Ma.gnolia, a social bookmarking web application (very similar to Delicious), has had a catastrophic failure and lost all of it’s data (including backups). The founder Larry Lalff has posted a letter to members replacing their website. The website was completely taken down, while engineers attempt to reconstruct the database. See the letter below:
Dear Ma.gnolia Members and Visitors,
So far, my efforts to recover Ma.gnolia’s data store have been unsuccessful. While I’m continuing to work at it, both from the data store and other sources on the web, I don’t want to raise expectations about our prospects. While certainly unanticipated, I do take responsibility and apologize for this widespread loss of data.
In this past year, many of us have seen much loss around us. While bookmarks seem small on the national or global scale, I know that many of you had built intellectual and social capital through the bookmarks, groups, and connections you made here. For those who had shown their support for Ma.gnolia by buying one or more premium feature subscriptions, that’s one thing you won’t be losing: refunds will be issued for those purchases within two weeks from today.

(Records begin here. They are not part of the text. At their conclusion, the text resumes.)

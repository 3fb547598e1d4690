use std::pin::Pin;
use std::task::{Context, Poll};

use futures::future::BoxFuture;
use futures::{FutureExt, Stream, StreamExt};
use tokio::runtime::Handle;
use tokio::sync::mpsc;
use tokio::sync::mpsc::error::TrySendError;
use tracing::{debug, trace, warn};

use crate::ops::{Emitter, Operation, OperationKind};
use crate::result::{Error, Result};
use crate::util::OperationId;

struct Job {
    id: OperationId,
    kind: OperationKind,
    is_cancelled: Box<dyn Fn() -> bool + Send>,
    cancelled: BoxFuture<'static, ()>,
    task: BoxFuture<'static, ()>,
}

/// Runs operations one at a time, in the order they were first polled, on a
/// dedicated worker task.
#[derive(Clone)]
pub struct OperationQueue {
    jobs: mpsc::Sender<Job>,
    capacity: usize,
}

impl OperationQueue {
    /// Creates a queue holding at most `capacity` waiting operations and
    /// spawns its worker on `runtime`. The worker stops once every handle to
    /// the queue has been dropped.
    pub fn new(capacity: usize, runtime: &Handle) -> Self {
        let capacity = capacity.max(1);
        let (jobs, rx) = mpsc::channel(capacity);
        runtime.spawn(run(rx));

        OperationQueue { jobs, capacity }
    }

    pub fn capacity(&self) -> usize {
        self.capacity
    }

    /// Returns the result stream of `operation`. Nothing is queued until the
    /// stream is first polled; dropping the stream cancels the operation.
    pub fn schedule<O: Operation>(&self, operation: O) -> OperationStream<O::Output> {
        let jobs = self.jobs.clone();
        let capacity = self.capacity;
        let kind = operation.kind();

        let enqueue = move || {
            let id = OperationId::new();
            let (tx, rx) = mpsc::unbounded_channel();

            let probe = tx.clone();
            let closed = tx.clone();
            let job = Job {
                id,
                kind,
                is_cancelled: Box::new(move || probe.is_closed()),
                cancelled: async move { closed.closed().await }.boxed(),
                task: operation.execute(Emitter::new(id, kind, tx)),
            };

            match jobs.try_send(job) {
                Ok(()) => {
                    trace!(op = %kind, %id, "queued");
                    Ok(rx)
                }
                Err(TrySendError::Full(_)) => {
                    warn!(op = %kind, capacity, "operation queue is full");
                    Err(Error::QueueFull { capacity })
                }
                Err(TrySendError::Closed(_)) => Err(Error::QueueClosed),
            }
        };

        OperationStream {
            kind,
            state: StreamState::Idle(Box::new(enqueue)),
        }
    }
}

impl std::fmt::Debug for OperationQueue {
    fn fmt(&self, f: &mut std::fmt::Formatter<'_>) -> std::fmt::Result {
        f.debug_struct("OperationQueue")
            .field("capacity", &self.capacity)
            .field("closed", &self.jobs.is_closed())
            .finish()
    }
}

async fn run(mut jobs: mpsc::Receiver<Job>) {
    while let Some(job) = jobs.recv().await {
        let Job {
            id,
            kind,
            is_cancelled,
            cancelled,
            task,
        } = job;

        if is_cancelled() {
            trace!(op = %kind, %id, "skipping cancelled operation");
            continue;
        }

        debug!(op = %kind, %id, "executing");
        tokio::select! {
            _ = task => trace!(op = %kind, %id, "finished"),
            _ = cancelled => debug!(op = %kind, %id, "cancelled while executing"),
        }
    }

    trace!("operation queue stopped");
}

type Enqueue<T> = Box<dyn FnOnce() -> Result<mpsc::UnboundedReceiver<Result<T>>> + Send>;

enum StreamState<T> {
    Idle(Enqueue<T>),
    Running(mpsc::UnboundedReceiver<Result<T>>),
    Done,
}

/// Results of one scheduled operation. Ends after the operation's terminal
/// event.
#[must_use = "operations do nothing until their stream is polled"]
pub struct OperationStream<T> {
    kind: OperationKind,
    state: StreamState<T>,
}

impl<T> OperationStream<T> {
    pub fn kind(&self) -> OperationKind {
        self.kind
    }

    /// Awaits the first result of a single-result operation.
    pub async fn single(mut self) -> Result<T> {
        match self.next().await {
            Some(result) => result,
            None => Err(Error::NoResult { kind: self.kind }),
        }
    }

    /// Drives the operation to its end, discarding values; returns its
    /// failure if it had one.
    pub async fn completion(mut self) -> Result<()> {
        while let Some(result) = self.next().await {
            result?;
        }
        Ok(())
    }
}

impl<T> Stream for OperationStream<T> {
    type Item = Result<T>;

    fn poll_next(self: Pin<&mut Self>, cx: &mut Context<'_>) -> Poll<Option<Self::Item>> {
        let this = self.get_mut();

        loop {
            match std::mem::replace(&mut this.state, StreamState::Done) {
                StreamState::Idle(enqueue) => match enqueue() {
                    Ok(rx) => this.state = StreamState::Running(rx),
                    Err(error) => return Poll::Ready(Some(Err(error))),
                },
                StreamState::Running(mut rx) => {
                    let poll = rx.poll_recv(cx);
                    if !matches!(poll, Poll::Ready(None)) {
                        this.state = StreamState::Running(rx);
                    }
                    return poll;
                }
                StreamState::Done => return Poll::Ready(None),
            }
        }
    }
}

impl<T> std::fmt::Debug for OperationStream<T> {
    fn fmt(&self, f: &mut std::fmt::Formatter<'_>) -> std::fmt::Result {
        let state = match self.state {
            StreamState::Idle(_) => "idle",
            StreamState::Running(_) => "running",
            StreamState::Done => "done",
        };
        f.debug_struct("OperationStream")
            .field("kind", &self.kind)
            .field("state", &state)
            .finish()
    }
}

#[cfg(test)]
mod tests {
    use std::sync::{Arc, Mutex};

    use futures::future::join_all;
    use tokio::sync::oneshot;

    use super::*;

    struct NoOp;

    impl Operation for NoOp {
        type Output = ();

        fn kind(&self) -> OperationKind {
            OperationKind::Disconnect
        }

        fn execute(self, emitter: Emitter<()>) -> BoxFuture<'static, ()> {
            async move { emitter.finish(Ok(())) }.boxed()
        }
    }

    /// Records its tag when it starts, then optionally waits to be released.
    struct Record {
        tag: usize,
        log: Arc<Mutex<Vec<usize>>>,
        release: Option<oneshot::Receiver<()>>,
    }

    impl Operation for Record {
        type Output = usize;

        fn kind(&self) -> OperationKind {
            OperationKind::ReadCharacteristic
        }

        fn execute(self, emitter: Emitter<usize>) -> BoxFuture<'static, ()> {
            async move {
                self.log.lock().unwrap().push(self.tag);
                if let Some(release) = self.release {
                    let _ = release.await;
                }
                emitter.finish(Ok(self.tag))
            }
            .boxed()
        }
    }

    struct Forever;

    impl Operation for Forever {
        type Output = ();

        fn kind(&self) -> OperationKind {
            OperationKind::Scan
        }

        fn execute(self, _emitter: Emitter<()>) -> BoxFuture<'static, ()> {
            futures::future::pending().boxed()
        }
    }

    #[tokio::test]
    pub async fn no_ops_complete() {
        let queue = OperationQueue::new(100, &Handle::current());

        let results = join_all((0..4).map(|_| queue.schedule(NoOp).collect::<Vec<_>>())).await;

        assert_eq!(results.len(), 4);
        for result in results {
            assert_eq!(result, vec![Ok(())]);
        }
    }

    #[tokio::test]
    pub async fn submission_order() {
        let queue = OperationQueue::new(100, &Handle::current());
        let log = Arc::new(Mutex::new(Vec::new()));

        let streams = (0..16).map(|tag| {
            queue
                .schedule(Record {
                    tag,
                    log: log.clone(),
                    release: None,
                })
                .single()
        });
        let results = join_all(streams).await;

        assert_eq!(*log.lock().unwrap(), (0..16).collect::<Vec<_>>());
        assert_eq!(results, (0..16).map(Ok).collect::<Vec<_>>());
    }

    #[test]
    pub fn overflow_is_reported() {
        let runtime = tokio::runtime::Builder::new_current_thread()
            .build()
            .unwrap();

        runtime.block_on(async {
            // the worker cannot run before this task yields, so the first job
            // stays in the channel
            let queue = OperationQueue::new(1, &Handle::current());
            let mut first = queue.schedule(Forever);
            let mut second = queue.schedule(NoOp);

            assert!(futures::poll!(first.next()).is_pending());
            match futures::poll!(second.next()) {
                Poll::Ready(Some(Err(error))) => {
                    assert_eq!(error, Error::QueueFull { capacity: 1 })
                }
                other => panic!("expected overflow, got {:?}", other),
            }
            assert!(matches!(futures::poll!(second.next()), Poll::Ready(None)));
        });
    }

    #[tokio::test]
    pub async fn cancelled_before_start_is_skipped() {
        let queue = OperationQueue::new(10, &Handle::current());
        let log = Arc::new(Mutex::new(Vec::new()));
        let (release, blocked) = oneshot::channel();

        let mut first = queue.schedule(Record {
            tag: 0,
            log: log.clone(),
            release: Some(blocked),
        });
        assert!(futures::poll!(first.next()).is_pending());

        let mut second = queue.schedule(Record {
            tag: 1,
            log: log.clone(),
            release: None,
        });
        assert!(futures::poll!(second.next()).is_pending());
        drop(second);

        release.send(()).unwrap();
        assert_eq!(first.single().await, Ok(0));

        let third = queue.schedule(Record {
            tag: 2,
            log: log.clone(),
            release: None,
        });
        assert_eq!(third.single().await, Ok(2));
        assert_eq!(*log.lock().unwrap(), vec![0, 2]);
    }

    #[tokio::test]
    pub async fn cancelled_in_flight_releases_the_worker() {
        let queue = OperationQueue::new(10, &Handle::current());

        let mut stuck = queue.schedule(Forever);
        assert!(futures::poll!(stuck.next()).is_pending());
        tokio::task::yield_now().await;
        drop(stuck);

        let done = tokio::time::timeout(
            std::time::Duration::from_secs(1),
            queue.schedule(NoOp).single(),
        )
        .await;
        assert_eq!(done, Ok(Ok(())));
    }

    #[tokio::test]
    pub async fn empty_operation_has_no_result() {
        struct Silent;

        impl Operation for Silent {
            type Output = u8;

            fn kind(&self) -> OperationKind {
                OperationKind::RequestMtu
            }

            fn execute(self, emitter: Emitter<u8>) -> BoxFuture<'static, ()> {
                async move { drop(emitter) }.boxed()
            }
        }

        let queue = OperationQueue::new(10, &Handle::current());
        assert_eq!(
            queue.schedule(Silent).single().await,
            Err(Error::NoResult {
                kind: OperationKind::RequestMtu
            })
        );
    }
}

Ma.gnolia was approaching the third anniversary of its public launch; for me, it was the project and people to which I’d devoted most of my time, energy, and love for nearly four years. It’s still a little too soon to give word about the return of Ma.gnolia the service and the future of the M2 project, but I will keep this site and our Twitter account updated as those decisions are made.
In the meantime, I can provide a few pointers to some resources that can help:
If you’ve been publishing your bookmarks through any RSS feeds or aggregation services like FriendFeed, you can re-capture some of them before those feeds expire.
We’ve set up a recovery tools page with several options. We’re still adding more.
If you’re looking for a place to start a new collection, I think Diigo is a good option to check out for its groups, cross-service posting features and attentive staff.
Further tips for recovering bookmarks can be found or posted in a thread at Ma.gnolia’s page on Get Satisfaction.
Sincerely, Larry
I think this should serve as a hard lesson to people and companies that use hosted web applications (or even their own) for business-critical tasks like project management, client management, scheduling, billing, etc.
Back up your data!
Don’t trust web applications to keep your critical data — back it up yourself regularly. Also review your local backup procedures to ensure you’re backing up your hard drive. It’s best to have data backed up locally to an external hard drive, but also make occasional backups that are taken off-site in case of a fire, flood, or other physical damage (or even theft) at your facilities.
Our Backup Plan
All of our employees have external hard drives attached to their computers. Computers are automatically backed up using Apple’s Time Machine software (except for a couple of PC users who use some other backup software). Critical information is also backed up on a shared file server.
We are planning an off-site backup solutions (that may utilize a service like Amazon S3 data storage) that will hopefully go live soon.